There is a true story which occurred some 20 years ago in a liberal congregation.  The chairman of the ritual committee was not highly Jewishly  educated; he could not read Torah, did not know the order of the service, nor even read Hebrew.  The only tradition of which he was sure was that women should not have an aliyah or be on the bima.  The Jewish world has seen many changes in regard to the status of women in the last 25 years, in large part, because of the work begun by Rabbi Kaplan and the Reconstructionist Movement.  Today, we even recognize that the siddur (prayer book) should reflect a more egalitarian stance.

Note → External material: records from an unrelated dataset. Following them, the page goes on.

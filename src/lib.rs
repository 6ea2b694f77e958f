pub mod certs;
pub mod cluster;
pub mod config;
pub mod error;
pub mod models;
pub mod publisher;
pub mod refresh;
pub mod server;

use std::future::Future;
use std::sync::Arc;

use anyhow::{anyhow, Context};
use tokio::net::TcpListener;
use tokio::task::JoinHandle;
use tracing_subscriber::EnvFilter;

use crate::cluster::{build_client, KubeDirectory};
use crate::config::Config;
use crate::publisher::StatusPublisher;
use crate::refresh::RefreshLoop;

/// Installs the log backend. `log` records from every module are forwarded
/// to the tracing subscriber; `RUST_LOG` overrides the default `info` level.
pub fn init_logging() {
    let filter = EnvFilter::try_from_default_env().unwrap_or_else(|_| EnvFilter::new("info"));
    tracing_subscriber::fmt().with_env_filter(filter).init();
}

/// Connects to the cluster, starts the refresh loop in the background and
/// serves the status endpoint until shutdown.
pub async fn run(config: Config) -> anyhow::Result<()> {
    config.validate();

    let client = build_client(config.kubeconfig.as_deref(), config.context.as_deref())
        .await
        .context("error connecting to kubernetes")?;
    let directory = Arc::new(KubeDirectory::new(client, config.source));

    let publisher = Arc::new(StatusPublisher::new());
    let refresh = RefreshLoop::new(
        directory,
        Arc::clone(&publisher),
        config.thresholds(),
        config.update_interval(),
        config.request_timeout(),
    );
    let refresh_task = tokio::spawn(refresh.run());

    let addr = config.listen_addr();
    let listener = TcpListener::bind(addr)
        .await
        .with_context(|| format!("failed to bind status endpoint on {addr}"))?;
    log::info!("server: listening on {addr}");

    supervise(refresh_task, server::serve(listener, publisher)).await
}

/// Waits for the status endpoint while watching the refresh task. The
/// endpoint must not outlive the loop that feeds it.
async fn supervise(
    mut refresh_task: JoinHandle<()>,
    server: impl Future<Output = std::io::Result<()>>,
) -> anyhow::Result<()> {
    tokio::select! {
        result = server => {
            refresh_task.abort();
            result.context("status endpoint failed")
        }
        joined = &mut refresh_task => match joined {
            Ok(()) => Err(anyhow!("refresh loop stopped")),
            Err(e) => Err(anyhow::Error::new(e).context("refresh loop failed")),
        },
    }
}
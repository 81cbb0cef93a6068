use std::fmt;

type Predicate = Box<dyn Fn(&str) -> bool + Send + Sync>;

/// A predicate over the field text paired with the message shown when it fails.
pub(crate) struct ValidationRule {
    validate: Predicate,
    error_message: String,
}

impl ValidationRule {
    pub fn new<F, T>(validate: F, error_message: T) -> Self
    where
        F: Fn(&str) -> bool + Send + Sync + 'static,
        T: Into<String>,
    {
        Self {
            validate: Box::new(validate),
            error_message: error_message.into(),
        }
    }

    /// Passes when the text has more than `len` characters.
    pub fn longer_than<T: Into<String>>(len: usize, error_message: T) -> Self {
        Self::new(move |value| value.chars().count() > len, error_message)
    }

    /// Passes when the text contains `pattern`.
    pub fn contains<P: Into<String>, T: Into<String>>(pattern: P, error_message: T) -> Self {
        let pattern = pattern.into();
        Self::new(move |value| value.contains(pattern.as_str()), error_message)
    }

    pub fn check(&self, value: &str) -> bool {
        (self.validate)(value)
    }

    pub fn error_message(&self) -> &str {
        &self.error_message
    }
}

impl fmt::Debug for ValidationRule {
    fn fmt(&self, f: &mut fmt::Formatter<'_>) -> fmt::Result {
        f.debug_struct("ValidationRule")
            .field("error_message", &self.error_message)
            .finish_non_exhaustive()
    }
}

#[derive(Debug, Clone, PartialEq, Eq)]
pub(crate) enum ValidationOutcome {
    Valid,
    /// Messages of every failed rule, in rule order, joined by a single space
    Invalid(String),
}

impl ValidationOutcome {
    pub fn is_valid(&self) -> bool {
        matches!(self, ValidationOutcome::Valid)
    }

    pub fn into_error(self) -> Option<String> {
        match self {
            ValidationOutcome::Valid => None,
            ValidationOutcome::Invalid(msg) => Some(msg),
        }
    }
}

/// Run every rule against `value`. All rules are evaluated, none short-circuits.
pub(crate) fn validate(rules: &[ValidationRule], value: &str) -> ValidationOutcome {
    let failed: Vec<&str> = rules
        .iter()
        .filter(|rule| !rule.check(value))
        .map(|rule| rule.error_message())
        .collect();

    if failed.is_empty() {
        ValidationOutcome::Valid
    } else {
        ValidationOutcome::Invalid(failed.join(" "))
    }
}

#[cfg(test)]
mod tests {
    use std::sync::{
        Arc,
        atomic::{AtomicUsize, Ordering},
    };

    use insta::assert_snapshot;

    use super::*;

    fn email_rules() -> Vec<ValidationRule> {
        vec![
            ValidationRule::longer_than(5, "too short"),
            ValidationRule::contains("@", "needs @"),
        ]
    }

    #[test]
    fn empty_rules_are_valid() {
        assert_eq!(validate(&[], ""), ValidationOutcome::Valid);
        assert_eq!(validate(&[], "anything"), ValidationOutcome::Valid);
    }

    #[test]
    fn failures_joined_in_rule_order() {
        let outcome = validate(&email_rules(), "ab");
        assert!(!outcome.is_valid());
        assert_snapshot!(outcome.into_error().unwrap(), @"too short needs @");

        let reversed: Vec<_> = email_rules().into_iter().rev().collect();
        assert_eq!(
            validate(&reversed, "ab").into_error().as_deref(),
            Some("needs @ too short")
        );
    }

    #[test]
    fn only_failing_rules_reported() {
        assert_eq!(
            validate(&email_rules(), "abcdefgh").into_error().as_deref(),
            Some("needs @")
        );
        assert_eq!(
            validate(&email_rules(), "a@b").into_error().as_deref(),
            Some("too short")
        );
        assert_eq!(validate(&email_rules(), "abcdef@x"), ValidationOutcome::Valid);
    }

    #[test]
    fn every_rule_is_evaluated() {
        let calls = Arc::new(AtomicUsize::new(0));
        let rules: Vec<_> = (0..3)
            .map(|i| {
                let calls = calls.clone();
                ValidationRule::new(
                    move |_| {
                        calls.fetch_add(1, Ordering::SeqCst);
                        false
                    },
                    format!("rule{i}"),
                )
            })
            .collect();

        assert_eq!(
            validate(&rules, "x").into_error().as_deref(),
            Some("rule0 rule1 rule2")
        );
        assert_eq!(calls.load(Ordering::SeqCst), 3);
    }

    #[test]
    fn longer_than_counts_chars() {
        let rule = ValidationRule::longer_than(2, "short");
        assert!(!rule.check("ab"));
        assert!(rule.check("abc"));
        // multi-byte characters count once each
        assert!(!rule.check("éé"));
        assert_eq!(rule.error_message(), "short");
    }
}
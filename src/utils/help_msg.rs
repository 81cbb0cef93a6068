use std::ops::Deref;

use ratatui::widgets::{Block, BorderType, Borders, Padding, Paragraph};

use super::key_events::KeyEvent;

#[derive(Debug, Clone)]
enum HelpKeyEvent {
    Key(KeyEvent),
    Plain(String),
}

/// One key binding with its description, shown as `desc: key`
#[derive(Debug, Clone)]
pub(crate) struct HelpEntry {
    key: HelpKeyEvent,
    desc: String,
}

impl HelpEntry {
    pub(crate) fn new<T: Into<String>, K: Into<KeyEvent>>(event: K, desc: T) -> Self {
        Self {
            key: HelpKeyEvent::Key(event.into()),
            desc: desc.into(),
        }
    }

    /// For bindings that are not a single key, e.g. `j/k`
    pub(crate) fn new_plain<T: Into<String>>(event: T, desc: T) -> Self {
        Self {
            key: HelpKeyEvent::Plain(event.into()),
            desc: desc.into(),
        }
    }

    pub(crate) fn key(&self) -> String {
        match &self.key {
            HelpKeyEvent::Key(key) => key.to_string(),
            HelpKeyEvent::Plain(key) => key.clone(),
        }
    }

    pub(crate) fn desc(&self) -> &str {
        &self.desc
    }
}

impl std::fmt::Display for HelpEntry {
    fn fmt(&self, f: &mut std::fmt::Formatter<'_>) -> std::fmt::Result {
        write!(f, "{}: {}", self.desc(), self.key())
    }
}

#[derive(Default, Clone, Debug)]
pub(crate) struct HelpMsg {
    slices: Vec<HelpEntry>,
}

impl From<Vec<HelpEntry>> for HelpMsg {
    fn from(slices: Vec<HelpEntry>) -> Self {
        Self { slices }
    }
}

impl HelpMsg {
    pub(crate) fn extend(&mut self, other: &HelpMsg) {
        self.slices.extend(other.slices.iter().cloned());
    }

    pub(crate) fn push(&mut self, entry: HelpEntry) {
        self.slices.push(entry);
    }

    /// Render as a single bordered bar
    pub(crate) fn render(&self, frame: &mut ratatui::Frame, area: ratatui::layout::Rect) {
        let paragraph = Paragraph::new(self.to_string()).block(
            Block::default()
                .borders(Borders::ALL)
                .border_type(BorderType::Rounded)
                .padding(Padding::horizontal(1)),
        );
        frame.render_widget(paragraph, area);
    }
}

impl Deref for HelpMsg {
    type Target = Vec<HelpEntry>;

    fn deref(&self) -> &Self::Target {
        &self.slices
    }
}

impl std::fmt::Display for HelpMsg {
    fn fmt(&self, f: &mut std::fmt::Formatter<'_>) -> std::fmt::Result {
        let joined = self
            .slices
            .iter()
            .map(ToString::to_string)
            .collect::<Vec<String>>()
            .join(" | ");
        f.write_str(&joined)
    }
}

impl From<HelpMsg> for String {
    fn from(val: HelpMsg) -> Self {
        val.to_string()
    }
}
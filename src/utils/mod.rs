//! Helpers shared by the pages: key names, help bars, panic hook, logging.

#[cfg(not(tarpaulin_include))]
pub(crate) mod errors;
pub(crate) mod help_msg;
pub(crate) mod key_events;
#[cfg(not(tarpaulin_include))]
pub(crate) mod logging;
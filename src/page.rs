//! Full-screen layers of the application.
//!
//! A layer is either a page (the showcase) or a popup drawn above it (help).
//! The [`crate::app::layer_manager::LayerManager`] keeps them in a stack,
//! renders every visible one and routes events and actions to the top one.

use crate::actions::Action;
use crate::app::layer_manager::EventHandlingStatus;
use crate::tui::Event;
use downcast_rs::{DowncastSync, impl_downcast};
use ratatui::Frame;
use ratatui::layout::Rect;

pub(crate) mod help_popup;
pub(crate) mod showcase;

/// A UI layer in the application.
///
/// # Type Requirements
/// - Must implement [`WidgetExt`]
/// - Must implement [`EventLoopParticipant`]
/// - Must implement [`DowncastSync`]
pub trait Layer: WidgetExt + EventLoopParticipant + DowncastSync {
    /// Initialize the page
    fn init(&mut self) {}
}
impl_downcast!(sync Layer);

/// Something that can draw itself into an area of the frame.
pub(crate) trait WidgetExt {
    fn render(&mut self, frame: &mut Frame, area: Rect);
}

/// Participates in the event loop: reacts to terminal events and to actions.
///
/// # Test Features
/// With the test configuration, `event_loop_once` runs one event through
/// `handle_events` and then drains every action it produced through `update`.
pub(crate) trait EventLoopParticipant {
    /// Handle events
    #[must_use]
    fn handle_events(&mut self, event: &Event) -> EventHandlingStatus;

    fn update(&mut self, action: Action);

    #[cfg(test)]
    fn event_loop_once(
        &mut self,
        rx: &mut tokio::sync::mpsc::UnboundedReceiver<Action>,
        event: Event,
    ) {
        let _ = self.handle_events(&event);
        while let Ok(action) = rx.try_recv() {
            self.update(action);
        }
    }

    #[cfg(test)]
    /// Handle the event and check the returned status as [`EventHandlingStatus::Consumed`].
    fn handle_event_with_status_check(&mut self, event: &Event) {
        let status = self.handle_events(event);
        assert!(matches!(status, EventHandlingStatus::Consumed));
    }
}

The concept of equality also is evident in the area of decision making.  There are numerous models that have been used by congregations to establish policy.  In some synagogues it is the wealthiest member(s) who determine the course of action.  Along with each donation from these folks is usually a set of conditions.  In other Temples it is the families who have been supporters for the greatest length of time. To even serve on the board in these institutions one must have been associated for at least three generations.  There are also shuls in which the rabbi has the final say.  These synagogues often forget their real name and become known as rabbi so-and-so's place.  In the Reconstructionist Movement, ever member has an equal voice.  All major decisions are made by the entire congregation.  Any policy that is established by the board may be changed by the congregation.  In our congregation it is the community that decides policy.  Using this process, it often takes much longer to come to a conclusion, but it gives ownership of the community back to the community.

Reconstructionism also tries to balance the past, present, and future.  In some very traditional shuls, there are a set of practices that are believed to date back to the time of Moses.  (If not Moses on Mt Sinai, at least Moses Maimonides.)  No change may be made.  This is the way we have always done it, and this is the way that we will always do it.  There are also liberal congregations in which the observance of tradition is so fluid that one never knows what to expect.  All music must always be the latest and the congregation must be totally creative.  Innovation is the watchword and tradition is only that which has been done for the last three weeks.  In Reconstructionism, we try to balance the old and the new, the traditional and the innovative.  We believe that Torah began with the Five Books of Moses, but that it is a dynamic process.  It most definitely includes the ideas and opinions accumulated throughout the centuries.  The past has a great effect upon our present actions.  But, although tradition has a voice, it does not have a veto.

Being a Reconstructionist Jew presents us with a great opportunity to fully express our Judaism as it was meant to be.  But, it also puts a great responsibility upon each of us.  If someone else is making all the decisions, there is no need to become informed or educated.  On the other hand, if the fate of our community rests in our hands, it is incumbent upon us to know as much as we possibly can about both the past and the present.  As it suggests in the prayer on page 49 of Likrat Shabbat, by Aaron Zeitlin, we must not "sit fenced off  in our apathy."  We must recognize and accept this challenge to fully be a part of our community.  We are given the opportunity to become equal partners with each other and with the past,  present, and future.

The Torah asks us to assume our place in Jewish history. In Deuteronomy 30 we are told that it is not so difficult to accept our place: 11. For this commandment which I command you this day, is not hidden from you, nor is it far off. 12. It is not in heaven, that you should say, Who shall go up for us to heaven, and bring it to us, that we may hear it, and do it? 13. Nor is it beyond the sea, that you should say, Who shall go over the sea for us, and bring it to us, that we may hear it, and do it? 14. But the word is very near to you, in your mouth, and in your heart, that you may do it.

I suppose that along with the word equality, the word challenge is important as a Reconstructionist Jew.  We are challenged to become all that we can be and to fully accept our roles as human beings and as Jews.